Расчёт оправдался и на следующий день я сопровождал немецкий батальон уже после ночёвки в городе. Изменения в обстановке начались после полудня, когда батальон на развилке свернул в сторону вполне презентабельного шоссе, уходящего уже строго на запад, вглубь территории противника.

Э, ребятки, так не пойдёт. Эдак я всю Польшу за вами пробегу, а ведь мне потом придётся ещё и возвращаться. По моим прикидкам, за вчерашний день мне удалось приблизиться к Варшаве ещё километров на пятьдесят. И отдаляться от вектора основного пути я решительно не желал.

Рано или поздно терпение моё должно было быть вознаграждено, что в итоге и произошло. На полуденный лагерь батальон встал у опушки большого лесного массива, рассредоточившись на довольно большой территории. Выставив посты, на мой взгляд, довольно скромные. Ну а чего им боятся? В глубоком-то тылу?

Наличие густого лесного массива значительно облегчало мою задачу. Тихо передвигаясь уже в настоящей зелёнке и радуясь, что толстый слой хвойных иголок замечательно скрывает каждый мой шаг, я внимательно следил за активностью татуировки матрикула.

Я так долго преследовал Демиурга и уже свыкся с малейшими изменениями его сигнальной системы, усиленной чаяниями Смотрящего, что едва не пропустил момента, когда жжение усилилось многократно, распространившись в плечевой сустав и сбежав вдоль позвоночника к копчику. Тело пронзила судорога такой силы, что я буквально свалился у подножия одной из елей.
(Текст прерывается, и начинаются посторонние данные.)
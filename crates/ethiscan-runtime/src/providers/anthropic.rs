//! Anthropic Messages API provider.

use async_trait::async_trait;
use serde::{Deserialize, Serialize};
use serde_json::Value as JsonValue;
use std::sync::Arc;

use super::http::{self, Endpoint};
use super::secrets::{ApiCredential, KeySpec};
use super::{
    ChatMessage, CompletionConfig, CompletionResponse, LlmProvider, ProviderError, ProviderFactory,
    TokenUsage,
};

pub const ANTHROPIC_API_KEY_ENV: &str = "ANTHROPIC_API_KEY";

const KEY: KeySpec = KeySpec::new("Anthropic API key", ANTHROPIC_API_KEY_ENV);
const DEFAULT_BASE_URL: &str = "https://api.anthropic.com/v1";
const API_VERSION: &str = "2023-06-01";

#[derive(Debug)]
pub struct AnthropicProvider {
    credential: ApiCredential,
    endpoint: Endpoint,
}

impl AnthropicProvider {
    pub fn new(api_key: impl Into<String>) -> Self {
        Self {
            credential: KEY.explicit(api_key),
            endpoint: Endpoint::new(DEFAULT_BASE_URL),
        }
    }

    /// Provider from settings: `api_key` (or `ANTHROPIC_API_KEY`) and an
    /// optional `base_url`.
    pub fn from_config(settings: &JsonValue) -> Result<Self, ProviderError> {
        Ok(Self {
            credential: KEY.resolve(settings)?,
            endpoint: Endpoint::from_settings(settings, DEFAULT_BASE_URL)?,
        })
    }

    pub fn with_base_url(mut self, url: &str) -> Self {
        self.endpoint = Endpoint::new(url);
        self
    }
}

#[derive(Debug, Serialize)]
struct MessagesRequest<'a> {
    model: &'a str,
    max_tokens: u32,
    temperature: f32,
    #[serde(skip_serializing_if = "Option::is_none")]
    system: Option<String>,
    messages: Vec<&'a ChatMessage>,
}

impl<'a> MessagesRequest<'a> {
    /// System messages become the top-level `system` field; the rest keep
    /// their order.
    fn new(messages: &'a [ChatMessage], config: &'a CompletionConfig) -> Self {
        let (system, turns): (Vec<&ChatMessage>, Vec<&ChatMessage>) =
            messages.iter().partition(|m| m.is_system());
        let system = (!system.is_empty()).then(|| {
            system
                .iter()
                .map(|m| m.content.as_str())
                .collect::<Vec<_>>()
                .join("\n\n")
        });

        Self {
            model: &config.model,
            max_tokens: config.max_tokens,
            temperature: config.temperature,
            system,
            messages: turns,
        }
    }
}

#[derive(Debug, Deserialize)]
struct MessagesResponse {
    content: Vec<ContentBlock>,
    model: String,
    stop_reason: Option<String>,
    usage: Usage,
}

#[derive(Debug, Deserialize)]
struct ContentBlock {
    #[serde(default)]
    text: Option<String>,
}

#[derive(Debug, Deserialize)]
struct Usage {
    input_tokens: u32,
    output_tokens: u32,
}

impl From<MessagesResponse> for CompletionResponse {
    fn from(body: MessagesResponse) -> Self {
        CompletionResponse {
            content: body.content.into_iter().filter_map(|block| block.text).collect(),
            usage: TokenUsage {
                prompt_tokens: body.usage.input_tokens,
                completion_tokens: body.usage.output_tokens,
            },
            model: body.model,
            stop_reason: body.stop_reason,
        }
    }
}

#[async_trait]
impl LlmProvider for AnthropicProvider {
    async fn complete(
        &self,
        messages: Vec<ChatMessage>,
        config: &CompletionConfig,
    ) -> Result<CompletionResponse, ProviderError> {
        let request = self
            .endpoint
            .post("messages", config.timeout)
            .header("x-api-key", self.credential.expose())
            .header("anthropic-version", API_VERSION)
            .json(&MessagesRequest::new(&messages, config));

        let body: MessagesResponse = http::send_json(request, config.timeout).await?;
        Ok(body.into())
    }

    async fn health_check(&self) -> bool {
        !self.credential.is_empty()
    }

    fn name(&self) -> &str {
        "anthropic"
    }
}

/// Builds [`AnthropicProvider`]s from `{ "api_key": ..., "base_url": ... }`.
pub struct AnthropicProviderFactory;

impl ProviderFactory for AnthropicProviderFactory {
    fn provider_type(&self) -> &'static str {
        "anthropic"
    }

    fn create(&self, config: &JsonValue) -> Result<Arc<dyn LlmProvider>, ProviderError> {
        Ok(Arc::new(AnthropicProvider::from_config(config)?))
    }

    fn validate_config(&self, config: &JsonValue) -> Result<(), ProviderError> {
        KEY.resolve(config)?;
        http::validate_base_url(config)
    }

    fn description(&self) -> &'static str {
        "Anthropic Messages API"
    }
}

#[cfg(test)]
mod tests {
    use super::*;
    use crate::providers::CredentialSource;
    use serde_json::json;

    #[test]
    fn test_request_lifts_system_prompt() {
        let messages = vec![
            ChatMessage::system("당신은 AI 윤리 전문가입니다."),
            ChatMessage::user("서비스를 평가해주세요."),
        ];
        let config = CompletionConfig::default();

        let body = serde_json::to_value(MessagesRequest::new(&messages, &config)).unwrap();
        assert_eq!(body["system"], "당신은 AI 윤리 전문가입니다.");
        assert_eq!(body["messages"].as_array().unwrap().len(), 1);
        assert_eq!(body["messages"][0]["role"], "user");
        assert_eq!(body["max_tokens"], 2000);
    }

    #[test]
    fn test_request_without_system_omits_field() {
        let messages = vec![ChatMessage::user("hi")];
        let config = CompletionConfig::default();
        let body = serde_json::to_value(MessagesRequest::new(&messages, &config)).unwrap();
        assert!(body.get("system").is_none());
    }

    #[test]
    fn test_response_joins_text_blocks() {
        let body: MessagesResponse = serde_json::from_value(json!({
            "content": [{"type": "text", "text": "```json\n"}, {"type": "text", "text": "{}\n```"}],
            "model": "claude-sonnet-4-5",
            "stop_reason": "end_turn",
            "usage": {"input_tokens": 40, "output_tokens": 8}
        }))
        .unwrap();

        let response = CompletionResponse::from(body);
        assert_eq!(response.content, "```json\n{}\n```");
        assert_eq!(response.usage.total(), 48);
    }

    #[test]
    fn test_key_redacted_and_settings_used() {
        let provider = AnthropicProvider::from_config(&json!({
            "api_key": "sk-ant-secret",
            "base_url": "https://gateway.example/v1/"
        }))
        .unwrap();

        assert!(!format!("{:?}", provider).contains("sk-ant-secret"));
        assert_eq!(provider.endpoint.base_url(), "https://gateway.example/v1");
        assert_eq!(provider.credential.source(), CredentialSource::Settings);
    }

    #[test]
    fn test_factory_rejects_bad_base_url() {
        let config = json!({"api_key": "k", "base_url": "gateway.example"});
        assert!(AnthropicProviderFactory.validate_config(&config).is_err());
    }

    #[tokio::test]
    async fn test_health_check_requires_key() {
        assert!(AnthropicProvider::new("key").health_check().await);
        assert!(!AnthropicProvider::new("").health_check().await);
    }
}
Едва не заорав от боли и до крови прикусив нижнюю губу, я постарался зафиксировать направление, на котором матрикул дал столь сильный сигнал.

Уже подползая к опушке, я определил искомую группу солдат, чувствуя, как кричит и бьётся в экстазе мой необычный радар. Эти пятеро мужчин в возрасте примерно от двадцати до тридцати лет, почти все с непременными усами а-ля-кайзер, видимо, не просто расположились на полуденный отдых, как их батальон. Ребятки явно решили что-то отпраздновать. Причём с разрешения старшего по званию, ибо во время действа немецкий унтер-офицер с лошадиным лицом не пропускал ни одного тоста. Правда, выпили солдаты всего по пять стопариков, благодаря острому зрению я смог различить это без всяких биноклей.

Зная приверженность немцев к орднунгу, смею предположить, что разрешено было по пять стопариков, вот и выпили ровно столько. Не нужно быть гением, чтобы сложить два и два. Скорее всего, чествуют во-он того невысого сухощавого шатена, лет на пять старше меня местного, с бледным треугольным лицом и бледно-голубыми, немного навыкате, глазами. Его сослуживцы то и дело похлопывали его по плечу, старательно заглядывая ему в лицо.

Столь подробный портрет именинника не зря отпечатался у меня в памяти. При осторожном направлении на него левой руки моё тело пробила секундная дрожь. Демиург? Вот это у@бище? Очевидно, да… Ну, а чего я хотел? Шварценеггера? Лунгрена?

Зато усы у него были самые чёрные и густые из всех окружавших его солдат. Не так лихо подкручены, как у унтера, но вполне. Именинник или награждённый? Он довольно страстно поблагодарил сослуживцев, что выразилось в его ответной речи, для которой он даже привстал, прижимая левую руку к груди. Говорил он целых пять минут, буквально вещая, видать, развезло парня от пяти стопок.

Чего это они вечера не дождались? Интересно… Одно из двух: либо будет не до выпивки, либо не будет подходящего момента.

Ну и наплевать! Я не собираюсь долго его обхаживать. Судя по лесному массиву за моей спиной, он довольно большой. И есть шанс уйти непойманным. Сейчас не сороковые и егерей с собаками в батальоне нет. Поорут, поорут, да и спишут на дезертирство или диких зверей. Про партизан здесь ещё и слыхом не слыхивали. 1812 давно забылся, а 1941 ещё не наступил.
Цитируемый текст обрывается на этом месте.